Pour une fois, je vais éviter de taper sur l'art contemporain pour vous tenir au courant d'une censure dont l'actuel directeur de l'ENSBA (Ecole Nationale Supérieure d'Art Contemporain), ancien conservateur du MAC de Bordeaux, est victime.

http://www.cawa.fr/soutien-a-henry-clau ... 00712.html
NOS LIBERTÉS - NOS DROITS

Nous tous, artistes, chercheurs, créateurs, intellectuels, diffuseurs, travaillant dans le domaine des arts, nous alarmons aujourd’hui des menaces qui pèsent sur nos libertés de pensée, de création et d’expression.

La mise en examen de Henry-Claude Cousseau, Conservateur général du Patrimoine, ancien Chef de l’Inspection générale des Musées de France, ancien Directeur des Musées de la Ville de Nantes, ancien Directeur des Musées de la Ville de Bordeaux, Directeur de l’École nationale supérieure des Beaux-arts de Paris, historien de l’art renommé, des chefs de : DIFFUSION DE MESSAGE VIOLENT, PORNOGRAPHIQUE OU CONTRAIRE À LA DIGNITÉ, ACCESSIBLE À UN MINEUR : DIFFUSION DE

L’IMAGE D’UN MINEUR PRÉSENTANT UN CARACTÈRE PORNOGRAPHIQUE, comme ancien Directeur du CapcMusée d’art contemporain ayant présenté l’exposition Présumés innocents : l’art contemporain et l’enfance en 2000 à Bordeaux, nous concerne tous et nous lui exprimons notre soutien.

Alors que les media, la publicité et tous leurs supports urbains utilisent les images de la violence au service de mobiles commerciaux et les diffusent massivement, nous nous indignons que soit nié le statut, durement conquis au fil des siècles dans notre civilisation, des oeuvres d’art, de ceux qui les produisent et de ceux qui les accompagnent. Cette mise en examen nous concerne tous, comme elle concerne chaque citoyen car la liberté est un bien commun et la création artistique, l’inaliénable expression d’une culture.

Signataires de cet appel nous affirmons notre entière solidarité à Henry-Claude Cousseau.

Si vous souhaitez vous joindre à cet appel, indiquez vos : nom, qualité, ville. Et renvoyez ceci à l’adresse suivante :

noslibertes-nosdroits@aliceadsl.fr
Voir aussi :

http://www.agoravox.fr/article.php3?id_article=15872
L’art présumé coupable

Au nom de la protection de l’enfance, l’ancien directeur des musées de Bordeaux est mis en examen pour «diffusion d’images à caractère pornographique» et «corruption de mineurs». Une dérive moralisante de plus dans une époque de plus en plus aseptisée et lisse.

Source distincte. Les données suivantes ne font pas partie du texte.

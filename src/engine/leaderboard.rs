//! Model leaderboard: per-model aggregates recomputed from resolved picks.

use anyhow::Result;
use serde::Serialize;
use std::cmp::Ordering;
use tracing::info;

use crate::storage::Store;
use crate::types::{ModelRecord, PickResult};

/// Aggregates derived from a model's resolved picks.
#[derive(Debug, Clone, Copy, Default, PartialEq, Serialize)]
pub struct ModelStats {
    pub wins: i64,
    pub losses: i64,
    pub total_profit_loss: f64,
    /// Positive for a win run, negative for a loss run.
    pub current_streak: i64,
    /// Longest win run seen.
    pub best_streak: i64,
}

impl ModelStats {
    /// Fold one outcome into the running totals.
    pub fn record(&mut self, result: PickResult, profit_loss_percent: f64) {
        self.total_profit_loss += profit_loss_percent;
        match result {
            PickResult::Win => {
                self.wins += 1;
                self.current_streak = if self.current_streak > 0 { self.current_streak + 1 } else { 1 };
                self.best_streak = self.best_streak.max(self.current_streak);
            }
            PickResult::Loss => {
                self.losses += 1;
                self.current_streak = if self.current_streak < 0 { self.current_streak - 1 } else { -1 };
            }
        }
    }

    /// Percent of resolved picks won; `None` when nothing has resolved.
    pub fn win_rate(&self) -> Option<f64> {
        let resolved = self.wins + self.losses;
        (resolved > 0).then(|| self.wins as f64 / resolved as f64 * 100.0)
    }

    /// Current counters of a stored model.
    pub fn of(model: &ModelRecord) -> Self {
        Self {
            wins: model.wins,
            losses: model.losses,
            total_profit_loss: model.total_profit_loss,
            current_streak: model.current_streak,
            best_streak: model.best_streak,
        }
    }

    /// Write these stats onto a model. The stored win rate is left alone
    /// when there is nothing to compute it from.
    pub fn apply_to(&self, model: &mut ModelRecord) {
        model.wins = self.wins;
        model.losses = self.losses;
        model.total_profit_loss = self.total_profit_loss;
        model.current_streak = self.current_streak;
        model.best_streak = self.best_streak;
        if let Some(rate) = self.win_rate() {
            model.win_rate = rate;
        }
    }
}

/// One pass over outcomes in resolution order.
pub fn compute_model_stats<I>(outcomes: I) -> ModelStats
where
    I: IntoIterator<Item = (PickResult, f64)>,
{
    let mut stats = ModelStats::default();
    for (result, pnl) in outcomes {
        stats.record(result, pnl);
    }
    stats
}

#[derive(Debug, Clone, Serialize)]
pub struct LeaderboardEntry {
    pub rank: usize,
    #[serde(flatten)]
    pub model: ModelRecord,
}

/// Order by win rate, then total P/L, then id; ranks are 1-based.
pub fn rank_models(mut models: Vec<ModelRecord>) -> Vec<LeaderboardEntry> {
    models.sort_by(|a, b| {
        b.win_rate
            .partial_cmp(&a.win_rate)
            .unwrap_or(Ordering::Equal)
            .then(b.total_profit_loss.partial_cmp(&a.total_profit_loss).unwrap_or(Ordering::Equal))
            .then_with(|| a.id.cmp(&b.id))
    });
    models
        .into_iter()
        .enumerate()
        .map(|(i, model)| LeaderboardEntry { rank: i + 1, model })
        .collect()
}

/// Recompute and persist every model's aggregates from its resolved picks.
///
/// Not isolated from concurrent resolution; a later run converges.
pub async fn recompute_all(store: &Store) -> Result<Vec<ModelRecord>> {
    let mut models = store.list_models().await?;
    for model in &mut models {
        let picks = store.resolved_picks_for_model(&model.id).await?;
        let stats = compute_model_stats(
            picks
                .iter()
                .filter_map(|p| p.result.map(|r| (r, p.profit_loss_percent.unwrap_or(0.0)))),
        );
        stats.apply_to(model);
        model.total_picks = store.count_picks_for_model(&model.id).await?;
        store.save_model_stats(model).await?;
    }
    info!(models = models.len(), "Leaderboard recomputed");
    Ok(models)
}

pub async fn leaderboard(store: &Store) -> Result<Vec<LeaderboardEntry>> {
    Ok(rank_models(store.list_models().await?))
}

#[cfg(test)]
mod tests {
    use super::*;
    use PickResult::{Loss, Win};

    #[test]
    fn test_streaks_and_totals() {
        let stats = compute_model_stats([
            (Win, 5.0),
            (Win, 3.0),
            (Win, 1.0),
            (Loss, -2.0),
            (Win, 4.0),
            (Win, 2.0),
        ]);
        assert_eq!(stats.wins, 5);
        assert_eq!(stats.losses, 1);
        assert_eq!(stats.current_streak, 2);
        assert_eq!(stats.best_streak, 3);
        assert!((stats.total_profit_loss - 13.0).abs() < 1e-9);
        assert!((stats.win_rate().unwrap() - 500.0 / 6.0).abs() < 1e-9);
    }

    #[test]
    fn test_loss_streak_is_negative() {
        let stats = compute_model_stats([(Win, 1.0), (Loss, -1.0), (Loss, -1.0), (Loss, -1.0)]);
        assert_eq!(stats.current_streak, -3);
        assert_eq!(stats.best_streak, 1);
    }

    #[test]
    fn test_win_rate_untouched_without_resolutions() {
        let mut model = ModelRecord::new("m", "M", "openai");
        model.win_rate = 42.0;
        compute_model_stats(std::iter::empty()).apply_to(&mut model);
        assert_eq!(model.win_rate, 42.0);
        assert_eq!(model.wins, 0);
    }

    #[test]
    fn test_win_rate_formula() {
        let mut model = ModelRecord::new("m", "M", "openai");
        compute_model_stats([(Win, 1.0), (Loss, 0.0), (Loss, 0.0), (Win, 0.0)]).apply_to(&mut model);
        assert_eq!(model.win_rate, model.wins as f64 / (model.wins + model.losses) as f64 * 100.0);
        assert_eq!(model.win_rate, 50.0);
    }

    #[test]
    fn test_incremental_matches_batch() {
        let outcomes = [(Win, 2.0), (Loss, -1.0), (Win, 3.0)];
        let mut incremental = ModelStats::default();
        for (r, p) in outcomes {
            incremental.record(r, p);
        }
        assert_eq!(incremental, compute_model_stats(outcomes));
    }

    #[test]
    fn test_rank_order() {
        let mut a = ModelRecord::new("a", "A", "openai");
        a.win_rate = 60.0;
        a.total_profit_loss = 1.0;
        let mut b = ModelRecord::new("b", "B", "anthropic");
        b.win_rate = 60.0;
        b.total_profit_loss = 9.0;
        let mut c = ModelRecord::new("c", "C", "gemini");
        c.win_rate = 75.0;

        let ranked = rank_models(vec![a, b, c]);
        let ids: Vec<(usize, &str)> = ranked.iter().map(|e| (e.rank, e.model.id.as_str())).collect();
        assert_eq!(ids, vec![(1, "c"), (2, "b"), (3, "a")]);
    }

    #[tokio::test]
    async fn test_recompute_is_idempotent() {
        let store = Store::in_memory().await.unwrap();
        store.upsert_model("m1", "Model One", "openai").await.unwrap();
        let first = recompute_all(&store).await.unwrap();
        let second = recompute_all(&store).await.unwrap();
        assert_eq!(first[0].wins, second[0].wins);
        assert_eq!(first[0].total_picks, 0);
    }
}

« Présumés innocents. L’art contemporain et l’enfance », tel était le titre d’une exposition qui eut lieu du 8 juin au 1er octobre 2000, au Musée d’art contemporain de Bordeaux. L’exposition réunissait quelque deux cents œuvres d’artistes internationaux autour du thème de l’enfance. Six ans plus tard, le directeur des musées de l’époque (aujourd’hui directeur de l’Ecole nationale des Beaux-arts de Paris), Henry-Claude Cousseau, a été mis en examen pour « diffusion d’images à caractère pornographique » et « corruption de mineur ». « Si on se met en tête de fixer des limites pour l’art, qui va les définir, où va-t-on les placer ? Ce serait un inacceptable retour en arrière », a-t-il réagi, abasourdi.

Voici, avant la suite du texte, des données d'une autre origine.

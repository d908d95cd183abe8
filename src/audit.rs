//! Audit entry construction.
//!
//! Entries are built from the state *before* a transition plus what the
//! transition is about to apply. Callers append them; nothing here mutates
//! conversations or rules.

use crate::models::{
    AuditAction, AuditEntry, Classification, ClassificationMethod, ClassificationResult,
    Conversation, FilterRule,
};
use chrono::Utc;
use serde_json::json;
use uuid::Uuid;

pub struct AuditRecorder;

impl AuditRecorder {
    /// Entry for an engine result about to be written into `previous`.
    pub fn classification(previous: &Conversation, result: &ClassificationResult) -> AuditEntry {
        Self::entry(
            previous.user_id,
            Some(previous.id),
            Self::transition_action(previous.classification),
            Some(previous.classification),
            Some(result.classification),
            Some(result.method),
            result.reason_text(),
            json!({
                "confidence": result.confidence,
                "previous_method": previous.classification_method,
                "previous_confidence": previous.confidence,
                "rule_id": result.rule_id,
                "lead_id": result.matched_lead_id,
            }),
        )
    }

    /// Entry for a user forcing `classification` on `previous`.
    pub fn manual_override(
        previous: &Conversation,
        classification: Classification,
        reason: &str,
    ) -> AuditEntry {
        Self::entry(
            previous.user_id,
            Some(previous.id),
            Self::transition_action(previous.classification),
            Some(previous.classification),
            Some(classification),
            Some(ClassificationMethod::Manual),
            reason.to_string(),
            json!({
                "confidence": 1.0,
                "previous_method": previous.classification_method,
                "previous_confidence": previous.confidence,
            }),
        )
    }

    /// Entry for flipping the exclusion flag. Classification is unchanged.
    pub fn exclusion(conversation: &Conversation, excluded: bool, reason: &str) -> AuditEntry {
        let action = if excluded {
            AuditAction::Excluded
        } else {
            AuditAction::Included
        };

        Self::entry(
            conversation.user_id,
            Some(conversation.id),
            action,
            Some(conversation.classification),
            Some(conversation.classification),
            Some(ClassificationMethod::Manual),
            reason.to_string(),
            json!({ "was_excluded": conversation.is_excluded }),
        )
    }

    pub fn rule_created(rule: &FilterRule) -> AuditEntry {
        Self::rule_entry(AuditAction::RuleCreated, rule, "Rule created")
    }

    pub fn rule_deleted(rule: &FilterRule) -> AuditEntry {
        Self::rule_entry(AuditAction::RuleDeleted, rule, "Rule deleted")
    }

    /// A deactivated rule leaves evaluation like a deleted one, but its row
    /// stays; `metadata.deactivated` tells the two apart.
    pub fn rule_deactivated(rule: &FilterRule) -> AuditEntry {
        let mut entry = Self::rule_entry(AuditAction::RuleDeleted, rule, "Rule deactivated");
        entry.metadata["deactivated"] = json!(true);
        entry
    }

    pub fn rule_activated(rule: &FilterRule) -> AuditEntry {
        let mut entry = Self::rule_entry(AuditAction::RuleCreated, rule, "Rule activated");
        entry.metadata["reactivated"] = json!(true);
        entry
    }

    fn rule_entry(action: AuditAction, rule: &FilterRule, verb: &str) -> AuditEntry {
        Self::entry(
            rule.user_id,
            None,
            action,
            None,
            Some(rule.target_classification),
            Some(ClassificationMethod::Rule),
            format!("{verb}: {} \"{}\"", rule.rule_type, rule.rule_value),
            json!({
                "rule_id": rule.id,
                "rule_type": rule.rule_type,
                "rule_value": rule.rule_value,
                "priority": rule.priority,
                "is_active": rule.is_active,
            }),
        )
    }

    fn transition_action(previous: Classification) -> AuditAction {
        match previous {
            Classification::Unclassified => AuditAction::Classified,
            _ => AuditAction::Reclassified,
        }
    }

    #[allow(clippy::too_many_arguments)]
    fn entry(
        user_id: Uuid,
        conversation_id: Option<Uuid>,
        action: AuditAction,
        previous_classification: Option<Classification>,
        new_classification: Option<Classification>,
        method: Option<ClassificationMethod>,
        reason: String,
        metadata: serde_json::Value,
    ) -> AuditEntry {
        AuditEntry {
            id: Uuid::new_v4(),
            user_id,
            conversation_id,
            action,
            previous_classification,
            new_classification,
            method,
            reason,
            metadata,
            created_at: Utc::now(),
        }
    }
}

#[cfg(test)]
mod tests {
    use super::*;
    use crate::models::RuleType;

    fn result(classification: Classification) -> ClassificationResult {
        ClassificationResult {
            classification,
            confidence: 0.8,
            reasons: vec!["a".to_string(), "b".to_string()],
            method: ClassificationMethod::Auto,
            professional_score: 0.6,
            personal_score: 0.15,
            rule_id: None,
            matched_lead_id: None,
        }
    }

    #[test]
    fn test_first_classification_is_classified() {
        let conversation = Conversation::new(Uuid::new_v4(), "t", "Jane");
        let entry =
            AuditRecorder::classification(&conversation, &result(Classification::Professional));
        assert_eq!(entry.action, AuditAction::Classified);
        assert_eq!(entry.user_id, conversation.user_id);
        assert_eq!(entry.conversation_id, Some(conversation.id));
        assert_eq!(entry.previous_classification, Some(Classification::Unclassified));
        assert_eq!(entry.new_classification, Some(Classification::Professional));
        assert_eq!(entry.method, Some(ClassificationMethod::Auto));
        assert_eq!(entry.reason, "a; b");
        assert_eq!(entry.metadata["confidence"], json!(0.8));
    }

    #[test]
    fn test_change_from_classified_is_reclassified() {
        let mut conversation = Conversation::new(Uuid::new_v4(), "t", "Jane");
        conversation.classification = Classification::Personal;
        let entry =
            AuditRecorder::classification(&conversation, &result(Classification::Professional));
        assert_eq!(entry.action, AuditAction::Reclassified);
        assert_eq!(entry.previous_classification, Some(Classification::Personal));
    }

    #[test]
    fn test_exclusion_keeps_classification() {
        let mut conversation = Conversation::new(Uuid::new_v4(), "t", "Jane");
        conversation.classification = Classification::Professional;

        let excluded = AuditRecorder::exclusion(&conversation, true, "hide");
        assert_eq!(excluded.action, AuditAction::Excluded);
        assert_eq!(excluded.previous_classification, excluded.new_classification);

        let included = AuditRecorder::exclusion(&conversation, false, "show");
        assert_eq!(included.action, AuditAction::Included);
    }

    #[test]
    fn test_rule_entries_have_no_conversation() {
        let rule = FilterRule::new(
            Uuid::new_v4(),
            RuleType::Keyword,
            "invoice",
            Classification::Professional,
        );
        let created = AuditRecorder::rule_created(&rule);
        assert_eq!(created.action, AuditAction::RuleCreated);
        assert!(created.conversation_id.is_none());
        assert_eq!(created.metadata["rule_id"], json!(rule.id));
        assert_eq!(created.reason, "Rule created: keyword \"invoice\"");

        let deleted = AuditRecorder::rule_deleted(&rule);
        assert_eq!(deleted.action, AuditAction::RuleDeleted);
        assert_eq!(deleted.user_id, rule.user_id);
    }
}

A l’origine de sa mise en examen, une association, La mouette, une de ces nombreuses associations dont l’objectif officiel est de venir en aide à l’enfance « en danger » et qui se transforme régulièrement en censeur impitoyable dès qu’une publicité ne lui plaît pas, qu’une image lui paraît offensante, ou qu’un artiste « va trop loin ». Une des meilleures définitions que l’on pourrait donner de l’art moderne serait peut-être celle d’art qui « va trop loin ». Trop loin dans l’inutile, trop loin dans le vulgaire, trop loin dans le mauvais goût. L’art contemporain est là pour briser les frontières, ou en créer d’autres, pour établir des non-limites et déborder dans les marges. On n’y comprend parfois rien, mais c’est voulu, il n’y a parfois rien à comprendre. L’art contemporain devance sa propre modernité, donc se retrouve en décalage par rapport à l’époque qui ne l’est jamais, moderne. L’art contemporain est insaisissable, inclassable, incassable. Les musées ne lui suffisent parfois pas, il peut s’installer dans la rue, et déborder plus loin encore. L’art contemporain n’a que faire de la bienséance, de la "bienpensance", de la religiosité ou de la pudibonderie des uns ou des autres. S’il se préoccupait de cela, il ne ferait rien, sinon tourner en rond, s’ennuyer, nous ennuyer, et mourir. L’art contemporain est d’abord de l’art. Aujourd’hui, l’art ne peut plus exister. Contemporain, moderne, ou autre.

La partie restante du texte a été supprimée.